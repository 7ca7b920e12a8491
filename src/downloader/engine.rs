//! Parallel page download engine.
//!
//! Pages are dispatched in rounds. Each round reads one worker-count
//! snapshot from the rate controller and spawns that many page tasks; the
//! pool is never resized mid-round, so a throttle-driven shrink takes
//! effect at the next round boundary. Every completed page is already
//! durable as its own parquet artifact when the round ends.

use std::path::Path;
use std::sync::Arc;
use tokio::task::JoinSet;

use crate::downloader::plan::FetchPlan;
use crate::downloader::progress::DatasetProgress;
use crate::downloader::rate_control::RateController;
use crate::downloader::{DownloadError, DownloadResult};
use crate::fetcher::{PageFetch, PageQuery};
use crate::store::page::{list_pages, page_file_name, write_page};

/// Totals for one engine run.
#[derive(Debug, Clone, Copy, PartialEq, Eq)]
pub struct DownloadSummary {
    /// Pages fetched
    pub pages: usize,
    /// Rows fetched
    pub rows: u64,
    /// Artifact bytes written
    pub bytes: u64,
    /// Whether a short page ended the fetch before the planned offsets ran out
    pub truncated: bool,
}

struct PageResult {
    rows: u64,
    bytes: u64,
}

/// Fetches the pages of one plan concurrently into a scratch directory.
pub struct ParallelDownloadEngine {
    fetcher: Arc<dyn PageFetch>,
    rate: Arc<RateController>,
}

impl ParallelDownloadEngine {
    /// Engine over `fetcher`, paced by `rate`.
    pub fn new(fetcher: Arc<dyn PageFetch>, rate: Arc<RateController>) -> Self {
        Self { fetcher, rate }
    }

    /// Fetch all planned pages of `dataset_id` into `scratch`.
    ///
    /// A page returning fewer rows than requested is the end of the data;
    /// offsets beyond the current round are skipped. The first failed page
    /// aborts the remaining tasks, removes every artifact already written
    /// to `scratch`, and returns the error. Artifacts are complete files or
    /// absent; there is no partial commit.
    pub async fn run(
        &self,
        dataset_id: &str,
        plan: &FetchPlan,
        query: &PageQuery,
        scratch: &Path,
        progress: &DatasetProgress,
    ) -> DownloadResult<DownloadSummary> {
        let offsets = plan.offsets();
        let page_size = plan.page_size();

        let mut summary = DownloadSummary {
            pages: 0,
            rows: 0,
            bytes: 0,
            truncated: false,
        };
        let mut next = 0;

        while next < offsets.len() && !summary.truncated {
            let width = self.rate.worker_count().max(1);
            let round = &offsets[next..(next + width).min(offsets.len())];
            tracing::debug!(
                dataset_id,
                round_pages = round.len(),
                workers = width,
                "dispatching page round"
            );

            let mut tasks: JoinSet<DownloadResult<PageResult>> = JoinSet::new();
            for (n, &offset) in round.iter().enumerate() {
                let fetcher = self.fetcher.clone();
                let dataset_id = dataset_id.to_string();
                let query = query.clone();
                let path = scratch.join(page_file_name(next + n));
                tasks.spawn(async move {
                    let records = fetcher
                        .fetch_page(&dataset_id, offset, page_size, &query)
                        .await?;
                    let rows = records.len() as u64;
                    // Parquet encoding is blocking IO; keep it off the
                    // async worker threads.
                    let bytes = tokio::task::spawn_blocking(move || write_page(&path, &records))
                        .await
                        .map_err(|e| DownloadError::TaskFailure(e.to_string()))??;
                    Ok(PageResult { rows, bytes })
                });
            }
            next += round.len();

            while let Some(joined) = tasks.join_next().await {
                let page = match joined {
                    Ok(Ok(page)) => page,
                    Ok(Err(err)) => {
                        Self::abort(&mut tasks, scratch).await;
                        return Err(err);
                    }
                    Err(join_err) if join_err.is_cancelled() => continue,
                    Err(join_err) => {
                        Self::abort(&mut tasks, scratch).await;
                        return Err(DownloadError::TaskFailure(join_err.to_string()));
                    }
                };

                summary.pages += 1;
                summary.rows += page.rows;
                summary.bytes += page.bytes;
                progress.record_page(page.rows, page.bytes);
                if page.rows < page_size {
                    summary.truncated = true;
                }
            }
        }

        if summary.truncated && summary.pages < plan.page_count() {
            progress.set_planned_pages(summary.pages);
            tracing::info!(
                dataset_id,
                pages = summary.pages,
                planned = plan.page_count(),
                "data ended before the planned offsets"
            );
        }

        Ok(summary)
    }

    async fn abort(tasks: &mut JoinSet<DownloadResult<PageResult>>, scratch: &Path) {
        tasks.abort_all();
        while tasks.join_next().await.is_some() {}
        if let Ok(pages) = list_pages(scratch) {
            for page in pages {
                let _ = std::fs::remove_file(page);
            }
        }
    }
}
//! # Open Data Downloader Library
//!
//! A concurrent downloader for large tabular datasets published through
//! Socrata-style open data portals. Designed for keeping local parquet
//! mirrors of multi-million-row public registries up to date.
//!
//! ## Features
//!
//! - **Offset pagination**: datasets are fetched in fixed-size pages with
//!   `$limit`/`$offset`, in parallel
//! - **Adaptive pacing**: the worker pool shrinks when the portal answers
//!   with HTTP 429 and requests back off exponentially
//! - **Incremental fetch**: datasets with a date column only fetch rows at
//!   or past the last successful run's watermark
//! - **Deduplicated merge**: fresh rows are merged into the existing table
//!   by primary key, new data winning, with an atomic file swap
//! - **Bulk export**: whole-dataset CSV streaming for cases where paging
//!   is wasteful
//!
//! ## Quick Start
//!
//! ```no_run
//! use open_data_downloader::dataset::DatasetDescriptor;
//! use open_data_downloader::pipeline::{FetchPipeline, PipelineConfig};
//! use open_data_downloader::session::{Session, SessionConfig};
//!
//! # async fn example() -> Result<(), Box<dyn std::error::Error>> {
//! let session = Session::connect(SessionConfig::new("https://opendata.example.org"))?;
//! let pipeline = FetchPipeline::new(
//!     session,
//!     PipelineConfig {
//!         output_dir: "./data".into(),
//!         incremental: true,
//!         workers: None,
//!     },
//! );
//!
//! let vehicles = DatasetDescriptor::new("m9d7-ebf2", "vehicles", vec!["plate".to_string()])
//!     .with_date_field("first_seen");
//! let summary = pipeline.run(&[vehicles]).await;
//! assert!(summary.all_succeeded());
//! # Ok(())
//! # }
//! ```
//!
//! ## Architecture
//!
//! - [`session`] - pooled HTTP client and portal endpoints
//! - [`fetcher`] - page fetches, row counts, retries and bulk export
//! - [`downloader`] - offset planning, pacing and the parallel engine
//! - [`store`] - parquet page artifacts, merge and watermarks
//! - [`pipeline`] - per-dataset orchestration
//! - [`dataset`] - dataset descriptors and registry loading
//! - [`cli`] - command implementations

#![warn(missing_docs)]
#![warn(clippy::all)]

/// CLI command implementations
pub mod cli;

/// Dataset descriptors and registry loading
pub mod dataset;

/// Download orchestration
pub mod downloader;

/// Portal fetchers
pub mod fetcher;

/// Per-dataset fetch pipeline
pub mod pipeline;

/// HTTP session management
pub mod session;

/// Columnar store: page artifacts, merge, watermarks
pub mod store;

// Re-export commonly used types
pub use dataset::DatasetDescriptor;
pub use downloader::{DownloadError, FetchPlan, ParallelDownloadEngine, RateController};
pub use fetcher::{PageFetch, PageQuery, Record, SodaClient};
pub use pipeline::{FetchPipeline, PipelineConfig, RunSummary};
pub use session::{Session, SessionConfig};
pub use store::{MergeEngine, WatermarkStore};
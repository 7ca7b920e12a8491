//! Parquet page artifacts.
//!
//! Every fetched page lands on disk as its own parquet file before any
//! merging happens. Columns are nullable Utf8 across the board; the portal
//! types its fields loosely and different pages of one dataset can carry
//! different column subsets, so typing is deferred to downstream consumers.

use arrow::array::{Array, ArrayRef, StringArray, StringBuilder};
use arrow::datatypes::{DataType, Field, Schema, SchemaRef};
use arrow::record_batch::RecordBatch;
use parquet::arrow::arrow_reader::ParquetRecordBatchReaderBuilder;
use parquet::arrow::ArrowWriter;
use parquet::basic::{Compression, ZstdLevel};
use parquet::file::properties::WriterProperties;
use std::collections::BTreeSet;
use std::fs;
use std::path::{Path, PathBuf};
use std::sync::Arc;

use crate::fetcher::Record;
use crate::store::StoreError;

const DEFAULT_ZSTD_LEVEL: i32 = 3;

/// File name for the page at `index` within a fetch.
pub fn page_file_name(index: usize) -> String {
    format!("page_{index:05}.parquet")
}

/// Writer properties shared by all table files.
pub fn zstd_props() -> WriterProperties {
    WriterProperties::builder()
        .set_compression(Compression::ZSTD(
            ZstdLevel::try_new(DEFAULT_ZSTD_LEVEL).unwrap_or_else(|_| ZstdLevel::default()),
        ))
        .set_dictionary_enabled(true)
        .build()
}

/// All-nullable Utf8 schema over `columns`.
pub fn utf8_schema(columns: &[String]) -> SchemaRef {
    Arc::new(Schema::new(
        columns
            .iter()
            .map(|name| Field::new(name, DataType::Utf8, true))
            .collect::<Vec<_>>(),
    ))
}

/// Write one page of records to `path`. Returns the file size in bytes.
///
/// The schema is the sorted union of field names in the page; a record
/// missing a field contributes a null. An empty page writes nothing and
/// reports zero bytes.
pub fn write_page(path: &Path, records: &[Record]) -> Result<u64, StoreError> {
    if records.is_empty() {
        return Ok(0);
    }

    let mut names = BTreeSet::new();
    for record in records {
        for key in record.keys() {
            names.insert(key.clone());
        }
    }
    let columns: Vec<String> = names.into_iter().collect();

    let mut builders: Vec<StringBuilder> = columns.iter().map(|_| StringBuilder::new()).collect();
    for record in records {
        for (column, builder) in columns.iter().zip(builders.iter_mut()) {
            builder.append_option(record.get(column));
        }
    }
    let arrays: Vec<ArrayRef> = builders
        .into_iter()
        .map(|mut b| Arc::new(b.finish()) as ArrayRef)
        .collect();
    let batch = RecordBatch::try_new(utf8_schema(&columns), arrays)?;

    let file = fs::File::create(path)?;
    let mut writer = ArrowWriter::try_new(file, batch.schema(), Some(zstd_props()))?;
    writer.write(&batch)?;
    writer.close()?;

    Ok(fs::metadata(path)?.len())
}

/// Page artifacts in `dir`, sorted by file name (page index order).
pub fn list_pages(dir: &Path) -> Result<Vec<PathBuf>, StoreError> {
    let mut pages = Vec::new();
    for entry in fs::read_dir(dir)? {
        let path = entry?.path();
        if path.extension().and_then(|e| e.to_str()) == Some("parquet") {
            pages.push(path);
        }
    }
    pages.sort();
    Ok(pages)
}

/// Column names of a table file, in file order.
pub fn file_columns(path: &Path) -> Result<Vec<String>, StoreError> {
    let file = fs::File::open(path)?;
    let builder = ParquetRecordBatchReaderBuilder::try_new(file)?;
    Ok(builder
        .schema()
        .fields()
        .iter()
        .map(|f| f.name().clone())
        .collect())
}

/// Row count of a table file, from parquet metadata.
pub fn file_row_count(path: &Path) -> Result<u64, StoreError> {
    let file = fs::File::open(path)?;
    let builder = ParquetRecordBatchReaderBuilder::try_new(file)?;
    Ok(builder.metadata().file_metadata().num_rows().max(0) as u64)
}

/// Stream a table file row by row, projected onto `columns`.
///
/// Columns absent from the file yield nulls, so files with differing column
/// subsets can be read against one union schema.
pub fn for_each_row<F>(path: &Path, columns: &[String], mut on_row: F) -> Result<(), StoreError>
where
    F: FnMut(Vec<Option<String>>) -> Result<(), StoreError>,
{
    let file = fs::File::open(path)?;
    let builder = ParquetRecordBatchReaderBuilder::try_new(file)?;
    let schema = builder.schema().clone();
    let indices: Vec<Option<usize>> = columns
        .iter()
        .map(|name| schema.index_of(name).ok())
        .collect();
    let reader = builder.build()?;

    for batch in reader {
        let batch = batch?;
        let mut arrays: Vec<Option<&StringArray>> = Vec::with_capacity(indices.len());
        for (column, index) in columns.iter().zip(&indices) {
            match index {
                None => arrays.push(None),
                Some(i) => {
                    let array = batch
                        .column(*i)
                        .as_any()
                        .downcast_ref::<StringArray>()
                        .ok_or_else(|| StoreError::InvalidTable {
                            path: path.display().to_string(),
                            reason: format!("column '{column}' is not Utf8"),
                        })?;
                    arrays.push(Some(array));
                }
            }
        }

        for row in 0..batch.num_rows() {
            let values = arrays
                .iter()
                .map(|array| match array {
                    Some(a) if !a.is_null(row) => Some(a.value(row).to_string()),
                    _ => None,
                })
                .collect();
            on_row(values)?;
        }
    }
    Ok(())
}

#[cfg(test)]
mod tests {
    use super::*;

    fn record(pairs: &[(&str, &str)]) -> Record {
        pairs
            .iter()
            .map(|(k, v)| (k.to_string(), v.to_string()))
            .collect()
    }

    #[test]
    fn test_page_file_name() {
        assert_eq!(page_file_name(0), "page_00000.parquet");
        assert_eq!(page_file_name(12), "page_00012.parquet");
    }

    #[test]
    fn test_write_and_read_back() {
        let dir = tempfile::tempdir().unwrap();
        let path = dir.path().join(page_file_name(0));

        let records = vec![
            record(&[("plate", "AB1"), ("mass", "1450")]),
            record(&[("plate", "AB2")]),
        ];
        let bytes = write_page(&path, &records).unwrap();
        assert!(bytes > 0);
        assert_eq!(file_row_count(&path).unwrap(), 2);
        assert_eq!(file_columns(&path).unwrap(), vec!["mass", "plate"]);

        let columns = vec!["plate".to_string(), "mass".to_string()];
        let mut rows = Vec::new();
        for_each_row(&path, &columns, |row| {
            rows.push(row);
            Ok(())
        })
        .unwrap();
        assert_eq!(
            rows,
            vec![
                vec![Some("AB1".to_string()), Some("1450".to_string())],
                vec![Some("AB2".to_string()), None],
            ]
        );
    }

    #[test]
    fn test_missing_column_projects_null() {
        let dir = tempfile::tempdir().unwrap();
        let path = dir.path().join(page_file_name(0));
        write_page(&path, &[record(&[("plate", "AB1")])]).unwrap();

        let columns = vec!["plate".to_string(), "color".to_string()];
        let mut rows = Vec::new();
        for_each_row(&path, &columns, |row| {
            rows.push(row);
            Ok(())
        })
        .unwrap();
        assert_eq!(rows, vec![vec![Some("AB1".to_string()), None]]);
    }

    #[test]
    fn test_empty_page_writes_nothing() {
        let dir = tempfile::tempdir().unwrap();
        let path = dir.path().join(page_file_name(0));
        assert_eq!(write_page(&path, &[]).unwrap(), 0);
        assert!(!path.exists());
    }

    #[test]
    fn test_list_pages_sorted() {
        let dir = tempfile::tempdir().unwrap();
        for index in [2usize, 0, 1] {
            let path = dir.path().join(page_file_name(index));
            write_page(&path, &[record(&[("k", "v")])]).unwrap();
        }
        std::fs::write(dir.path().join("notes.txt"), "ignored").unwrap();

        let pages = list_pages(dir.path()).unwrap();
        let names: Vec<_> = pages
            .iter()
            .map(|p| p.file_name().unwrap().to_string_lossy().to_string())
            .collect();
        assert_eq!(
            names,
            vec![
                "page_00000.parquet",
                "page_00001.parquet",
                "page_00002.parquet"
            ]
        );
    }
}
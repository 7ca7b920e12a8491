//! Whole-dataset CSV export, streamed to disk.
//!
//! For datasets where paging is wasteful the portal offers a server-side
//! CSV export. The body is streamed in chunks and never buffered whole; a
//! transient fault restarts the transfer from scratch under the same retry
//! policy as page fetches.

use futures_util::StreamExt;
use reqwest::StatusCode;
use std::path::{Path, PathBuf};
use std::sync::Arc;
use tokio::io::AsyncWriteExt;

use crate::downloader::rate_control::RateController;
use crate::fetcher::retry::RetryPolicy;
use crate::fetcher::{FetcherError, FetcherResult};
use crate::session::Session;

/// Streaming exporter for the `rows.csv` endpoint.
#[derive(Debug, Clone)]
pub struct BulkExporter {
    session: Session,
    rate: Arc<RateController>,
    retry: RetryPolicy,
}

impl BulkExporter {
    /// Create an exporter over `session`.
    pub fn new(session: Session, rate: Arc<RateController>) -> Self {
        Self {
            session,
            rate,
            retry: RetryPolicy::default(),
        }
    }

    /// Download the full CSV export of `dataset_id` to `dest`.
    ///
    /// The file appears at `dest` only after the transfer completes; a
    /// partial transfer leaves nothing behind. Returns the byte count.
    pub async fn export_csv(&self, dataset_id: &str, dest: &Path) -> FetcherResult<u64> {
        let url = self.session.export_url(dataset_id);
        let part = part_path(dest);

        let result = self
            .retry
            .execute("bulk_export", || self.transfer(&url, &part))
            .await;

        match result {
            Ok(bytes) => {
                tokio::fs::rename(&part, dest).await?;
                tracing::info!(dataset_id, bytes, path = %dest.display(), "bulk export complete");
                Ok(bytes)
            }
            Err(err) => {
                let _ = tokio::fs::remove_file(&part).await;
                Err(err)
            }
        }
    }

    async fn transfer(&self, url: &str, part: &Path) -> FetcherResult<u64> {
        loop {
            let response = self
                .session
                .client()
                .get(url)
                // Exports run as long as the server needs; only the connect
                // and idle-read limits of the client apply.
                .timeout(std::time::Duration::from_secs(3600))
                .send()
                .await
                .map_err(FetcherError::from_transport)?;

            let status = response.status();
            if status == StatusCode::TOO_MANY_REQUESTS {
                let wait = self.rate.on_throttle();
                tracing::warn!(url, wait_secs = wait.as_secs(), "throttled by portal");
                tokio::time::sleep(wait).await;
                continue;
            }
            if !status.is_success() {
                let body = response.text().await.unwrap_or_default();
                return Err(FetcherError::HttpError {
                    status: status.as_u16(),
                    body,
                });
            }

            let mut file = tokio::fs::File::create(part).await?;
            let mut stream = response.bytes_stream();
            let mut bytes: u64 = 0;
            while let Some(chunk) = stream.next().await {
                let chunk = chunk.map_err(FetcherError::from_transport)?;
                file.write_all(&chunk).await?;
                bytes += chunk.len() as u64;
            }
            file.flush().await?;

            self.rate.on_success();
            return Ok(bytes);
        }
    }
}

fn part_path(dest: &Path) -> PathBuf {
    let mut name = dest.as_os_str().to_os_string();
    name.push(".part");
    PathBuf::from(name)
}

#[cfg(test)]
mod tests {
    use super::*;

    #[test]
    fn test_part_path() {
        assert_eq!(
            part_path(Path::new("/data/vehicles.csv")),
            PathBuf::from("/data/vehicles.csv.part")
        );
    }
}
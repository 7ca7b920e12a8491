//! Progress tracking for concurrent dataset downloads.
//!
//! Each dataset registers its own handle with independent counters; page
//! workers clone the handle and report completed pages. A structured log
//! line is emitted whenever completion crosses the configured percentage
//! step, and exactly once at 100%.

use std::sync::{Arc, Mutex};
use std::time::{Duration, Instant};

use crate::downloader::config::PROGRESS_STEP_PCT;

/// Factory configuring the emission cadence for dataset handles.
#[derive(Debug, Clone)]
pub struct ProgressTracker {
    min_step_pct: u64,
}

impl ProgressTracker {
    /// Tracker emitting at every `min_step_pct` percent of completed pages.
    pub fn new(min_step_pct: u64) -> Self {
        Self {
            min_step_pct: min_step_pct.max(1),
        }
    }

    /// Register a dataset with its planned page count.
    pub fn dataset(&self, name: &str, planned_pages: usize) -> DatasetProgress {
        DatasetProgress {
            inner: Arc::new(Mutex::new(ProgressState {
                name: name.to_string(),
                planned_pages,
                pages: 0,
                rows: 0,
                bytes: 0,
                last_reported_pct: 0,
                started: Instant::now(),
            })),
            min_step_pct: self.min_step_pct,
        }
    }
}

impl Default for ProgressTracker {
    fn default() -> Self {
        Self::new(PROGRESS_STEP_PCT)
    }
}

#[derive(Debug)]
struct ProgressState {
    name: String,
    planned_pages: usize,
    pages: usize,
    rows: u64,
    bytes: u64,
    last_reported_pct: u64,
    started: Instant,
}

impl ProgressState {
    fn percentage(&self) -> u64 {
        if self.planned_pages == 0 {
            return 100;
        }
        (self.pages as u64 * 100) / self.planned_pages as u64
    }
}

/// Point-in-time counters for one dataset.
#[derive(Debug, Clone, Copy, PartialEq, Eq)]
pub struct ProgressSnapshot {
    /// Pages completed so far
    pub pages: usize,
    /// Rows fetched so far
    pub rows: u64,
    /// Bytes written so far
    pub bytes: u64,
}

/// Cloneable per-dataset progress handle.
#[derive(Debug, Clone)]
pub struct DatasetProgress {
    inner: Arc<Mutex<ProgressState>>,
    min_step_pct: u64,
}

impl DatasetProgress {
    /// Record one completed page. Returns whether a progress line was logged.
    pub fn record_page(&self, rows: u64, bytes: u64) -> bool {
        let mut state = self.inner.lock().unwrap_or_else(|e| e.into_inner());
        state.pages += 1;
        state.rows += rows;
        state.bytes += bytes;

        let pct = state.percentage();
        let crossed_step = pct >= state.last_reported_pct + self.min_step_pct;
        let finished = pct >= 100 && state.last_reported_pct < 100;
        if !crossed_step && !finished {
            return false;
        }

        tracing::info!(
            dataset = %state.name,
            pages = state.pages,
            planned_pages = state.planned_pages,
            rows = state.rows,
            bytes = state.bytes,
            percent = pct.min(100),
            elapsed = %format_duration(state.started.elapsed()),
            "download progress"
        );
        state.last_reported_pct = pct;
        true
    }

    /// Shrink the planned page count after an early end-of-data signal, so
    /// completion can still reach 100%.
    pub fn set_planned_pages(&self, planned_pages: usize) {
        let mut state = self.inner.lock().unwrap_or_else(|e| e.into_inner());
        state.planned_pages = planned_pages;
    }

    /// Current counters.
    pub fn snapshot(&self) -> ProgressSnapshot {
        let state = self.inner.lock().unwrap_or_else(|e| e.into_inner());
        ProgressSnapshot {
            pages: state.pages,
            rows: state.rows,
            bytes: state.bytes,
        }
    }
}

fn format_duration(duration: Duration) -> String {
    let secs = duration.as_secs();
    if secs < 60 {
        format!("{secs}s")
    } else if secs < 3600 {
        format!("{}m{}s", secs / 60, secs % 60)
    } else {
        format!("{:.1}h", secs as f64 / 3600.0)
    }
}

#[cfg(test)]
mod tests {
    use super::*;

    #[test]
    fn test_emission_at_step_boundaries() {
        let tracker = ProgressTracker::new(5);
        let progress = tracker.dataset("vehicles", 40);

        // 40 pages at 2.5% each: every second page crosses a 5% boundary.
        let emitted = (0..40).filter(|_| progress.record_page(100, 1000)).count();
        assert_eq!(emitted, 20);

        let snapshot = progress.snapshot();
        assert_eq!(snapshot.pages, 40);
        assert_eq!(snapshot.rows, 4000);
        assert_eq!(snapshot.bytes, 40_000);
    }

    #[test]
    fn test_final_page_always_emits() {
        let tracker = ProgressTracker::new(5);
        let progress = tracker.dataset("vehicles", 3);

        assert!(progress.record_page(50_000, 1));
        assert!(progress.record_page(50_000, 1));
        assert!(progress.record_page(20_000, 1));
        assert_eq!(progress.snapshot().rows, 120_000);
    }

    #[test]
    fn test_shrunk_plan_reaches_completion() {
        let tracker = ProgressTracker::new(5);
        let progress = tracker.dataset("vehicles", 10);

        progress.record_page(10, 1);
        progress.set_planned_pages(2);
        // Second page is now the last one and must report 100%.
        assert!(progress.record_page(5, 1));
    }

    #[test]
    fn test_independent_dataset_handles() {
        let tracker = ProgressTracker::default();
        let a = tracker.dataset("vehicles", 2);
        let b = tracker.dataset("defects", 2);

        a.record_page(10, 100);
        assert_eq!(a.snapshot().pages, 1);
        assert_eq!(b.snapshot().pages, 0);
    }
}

────

**About this task:** Return each line of the material above in which the string "where" appears.

**Reply:**
//! - **Bulk export**: whole-dataset CSV streaming for cases where paging
where
//! For datasets where paging is wasteful the portal offers a server-side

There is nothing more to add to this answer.